今日も日課の盗みが終わり、いつものようにダンボールとビニールシートで作った家で寝始めようとしていた時に
「わしのじゃ」
家の外から声が聞こえた。私の家は公園内に設置しているので声が聞こえるのは当たり前なのだが、今日はいつもと違った。こんな深夜に年寄りの声が聞こえるのもおかしいが、私の家に向かって言っているようだった。
「かえせ、わしのじゃ」
また声が聞こえた。私はビニールシートを捲って外の声の主を確認する。
暗闇に立っていたのは一人の老婆。微かな月明かりだったので老婆の姿を目を凝らして見た。老婆はボロボロの布を纏っていたのは分かったが、顔は前髪で隠れてよく見えない。仲間かと思ったがとりあえず今は、私が寝るのに邪魔だったので何処かに行ってもらう事にした。
「すいません、何の話ですか。時間も遅いので何処か行ってもらえますか」
「かえせ、わしのじゃ」
私が何を言ってもそれしか言わない。さすがに手を出すのは出来なかったので、私は家から出て自転車で違う町の墓場に行く事にした。戻ってきた時にはあの婆さんはいなくなるだろうと思っていた。
公園に帰ってきて、時計台を見ると時刻は深夜4時30分。少し明るい。
家に帰る前に少し離れた場所から、老婆がいるかどうかを確認した。もしいたら今度は力ずくでも何処かに行ってもらおうと思いながらも確認をしたが居なかった。

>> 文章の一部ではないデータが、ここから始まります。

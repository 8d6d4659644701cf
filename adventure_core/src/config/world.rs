//! World configuration - party, item catalog and encounters

use super::{ConfigError, GameConstants};
use crate::item::EquipItem;
use crate::stats::{StatField, Stats};
use crate::types::{EnemyKind, PlayerClass};
use serde::{Deserialize, Serialize};
use std::collections::{HashMap, HashSet};
use std::path::Path;

/// Complete description of an adventure
#[derive(Debug, Clone, Serialize, Deserialize)]
pub struct WorldConfig {
    #[serde(default)]
    pub constants: GameConstants,
    pub party: Vec<PartyMemberConfig>,
    /// Every equippable item in the world, referenced by name elsewhere
    #[serde(default)]
    pub items: Vec<EquipItem>,
    #[serde(default)]
    pub encounters: Vec<EncounterConfig>,
}

#[derive(Debug, Clone, Serialize, Deserialize)]
pub struct PartyMemberConfig {
    pub name: String,
    pub class: PlayerClass,
    /// Items worn from the start
    #[serde(default)]
    pub kit: Vec<String>,
    /// Overrides the class base stats
    #[serde(default)]
    pub stats: Option<Stats>,
}

impl PartyMemberConfig {
    pub fn base_stats(&self) -> Stats {
        self.stats.unwrap_or_else(|| self.class.base_stats())
    }
}

/// Items and currency an enemy or obstacle carries
#[derive(Debug, Clone, Default, Serialize, Deserialize)]
pub struct LootConfig {
    #[serde(default)]
    pub items: Vec<String>,
    #[serde(default)]
    pub coins: u32,
    #[serde(default)]
    pub potions: u32,
}

#[derive(Debug, Clone, Serialize, Deserialize)]
pub struct EnemyConfig {
    pub name: String,
    #[serde(default)]
    pub kind: EnemyKind,
    #[serde(default = "default_enemy_stats")]
    pub stats: Stats,
    #[serde(default)]
    pub loot: LootConfig,
}

#[derive(Debug, Clone, Serialize, Deserialize)]
pub struct ObstacleConfig {
    pub name: String,
    pub durability: f64,
    #[serde(default)]
    pub loot: LootConfig,
}

/// One battle and what surrounds it
#[derive(Debug, Clone, Serialize, Deserialize)]
pub struct EncounterConfig {
    pub name: String,
    #[serde(default)]
    pub intro: String,
    #[serde(default)]
    pub enemies: Vec<EnemyConfig>,
    #[serde(default)]
    pub obstacles: Vec<ObstacleConfig>,
    /// Items lying around, free to pick up
    #[serde(default)]
    pub ground: Vec<String>,
    /// Obstacles that must be broken before the party can move on
    #[serde(default)]
    pub blocking: Vec<String>,
}

fn default_enemy_stats() -> Stats {
    Stats::new()
        .with(StatField::MaxHealth, 1.0)
        .with(StatField::AttackPower, 1.0)
        .with(StatField::Speed, 1.0)
}

impl WorldConfig {
    /// Look up a catalog item by name
    pub fn item(&self, name: &str) -> Option<&EquipItem> {
        self.items.iter().find(|item| item.name == name)
    }

    /// Check cross references and uniqueness rules
    pub fn validate(&self) -> Result<(), ConfigError> {
        self.constants.validate()?;

        if self.party.is_empty() {
            return Err(invalid("the party needs at least one member"));
        }

        let mut catalog = HashSet::new();
        for item in &self.items {
            if !catalog.insert(item.name.to_lowercase()) {
                return Err(invalid(format!("duplicate item '{}'", item.name)));
            }
        }

        let check_item = |item: &str, owner: &str| -> Result<(), ConfigError> {
            if self.item(item).is_none() {
                return Err(invalid(format!("'{}' references unknown item '{}'", owner, item)));
            }
            Ok(())
        };

        // Party names are in play for the whole campaign
        let mut party_names = HashSet::new();
        for member in &self.party {
            claim_name(&mut party_names, &member.name)?;
            if member.base_stats().max_health.unwrap_or(0.0) <= 0.0 {
                return Err(invalid(format!("'{}' needs a positive max_health", member.name)));
            }
            let mut slots = HashSet::new();
            for name in &member.kit {
                check_item(name, &member.name)?;
                if let Some(item) = self.item(name) {
                    if !item.allowed.allows(member.class) {
                        return Err(invalid(format!(
                            "'{}' cannot wear '{}' (only {})",
                            member.name, item.name, item.allowed
                        )));
                    }
                    if !slots.insert(item.slot) {
                        return Err(invalid(format!(
                            "'{}' has two items for the {} slot",
                            member.name, item.slot
                        )));
                    }
                }
            }
        }

        // An encounter's actors are gone before the next one spawns
        for encounter in &self.encounters {
            let mut names = party_names.clone();
            for enemy in &encounter.enemies {
                claim_name(&mut names, &enemy.name)?;
                if enemy.stats.max_health.unwrap_or(0.0) <= 0.0 {
                    return Err(invalid(format!("'{}' needs a positive max_health", enemy.name)));
                }
                for name in &enemy.loot.items {
                    check_item(name, &enemy.name)?;
                }
            }
            for obstacle in &encounter.obstacles {
                claim_name(&mut names, &obstacle.name)?;
                if obstacle.durability <= 0.0 {
                    return Err(invalid(format!("'{}' needs a positive durability", obstacle.name)));
                }
                for name in &obstacle.loot.items {
                    check_item(name, &obstacle.name)?;
                }
            }
            for name in &encounter.ground {
                check_item(name, &encounter.name)?;
            }
            for name in &encounter.blocking {
                if !encounter.obstacles.iter().any(|o| &o.name == name) {
                    return Err(invalid(format!(
                        "encounter '{}' is blocked by undeclared obstacle '{}'",
                        encounter.name, name
                    )));
                }
            }
        }

        // Each catalog item exists exactly once, so it may only be placed once
        let mut placed: HashMap<&str, &str> = HashMap::new();
        for (item, owner) in self.placements() {
            if let Some(previous) = placed.insert(item, owner) {
                return Err(invalid(format!(
                    "item '{}' is placed twice ('{}' and '{}')",
                    item, previous, owner
                )));
            }
        }

        Ok(())
    }

    /// Every (item, owner) placement in the world
    fn placements(&self) -> Vec<(&str, &str)> {
        let mut placements = Vec::new();
        for member in &self.party {
            for item in &member.kit {
                placements.push((item.as_str(), member.name.as_str()));
            }
        }
        for encounter in &self.encounters {
            for enemy in &encounter.enemies {
                for item in &enemy.loot.items {
                    placements.push((item.as_str(), enemy.name.as_str()));
                }
            }
            for obstacle in &encounter.obstacles {
                for item in &obstacle.loot.items {
                    placements.push((item.as_str(), obstacle.name.as_str()));
                }
            }
            for item in &encounter.ground {
                placements.push((item.as_str(), encounter.name.as_str()));
            }
        }
        placements
    }
}

/// Actor names are looked up case-insensitively, so they must differ that way
fn claim_name(names: &mut HashSet<String>, name: &str) -> Result<(), ConfigError> {
    if names.insert(name.to_lowercase()) {
        Ok(())
    } else {
        Err(invalid(format!("duplicate actor name '{}'", name)))
    }
}

fn invalid(message: impl Into<String>) -> ConfigError {
    ConfigError::ValidationError(message.into())
}

/// Load and validate a world from a TOML file
pub fn load_world(path: &Path) -> Result<WorldConfig, ConfigError> {
    let world: WorldConfig = super::load_toml(path)?;
    world.validate()?;
    Ok(world)
}

/// Parse and validate a world from a TOML string
pub fn parse_world(content: &str) -> Result<WorldConfig, ConfigError> {
    let world: WorldConfig = super::parse_toml(content)?;
    world.validate()?;
    Ok(world)
}

/// The bundled adventure
pub fn default_world() -> Result<WorldConfig, ConfigError> {
    parse_world(include_str!("../../config/world.toml"))
}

どうやら何処かに行ってくれたらしい、私は安心して家の中に入り拾ってきた毛布で体を包んだ。
「かえせ、わしのじゃ」
眠気で意識がどんどん薄れていく時、また老婆の声がした。
私は頭にきてビニールシートに手をかけようとした時……
「かえせ、わしのじゃ」「盗った物を差し出せ」「罰当たりが呪ってやる」「末代まで祟ってやる」「絶対に逃がすものか」「かえせ、わしのじゃ」「盗った物を差し出せ」「罰当たりが呪ってやる」「末代まで祟ってやる」「絶対に逃がすものか」「かえせ、わしのじゃ」「盗った物を差し出せ」「罰当たりが呪ってやる」「末代まで祟ってやる」「絶対に逃がすものか」
今度は一人では無く、複数の人々がいる。彼らが言っている事に私は心当たりがあった。
私は恐怖で震える手でゆっくりとビニールシートを捲った。そこにいるのは人、人、人、人、人、数えきれない人。小さな公園が人でいっぱいになっていた。
ただの人ではない。今まで私が盗んできた墓の住人達だった。その事に気がついた私はショックで意識を失った。
しばらくすると、私は意識を戻した。
私はもう供え物には手を出す事を辞めた。
今では空缶や鉄くずを集めてお金に換えて生活を過ごす日常。
ただ
いまだに彼らは深夜、私の所に来て供え物を返してもらおうとする。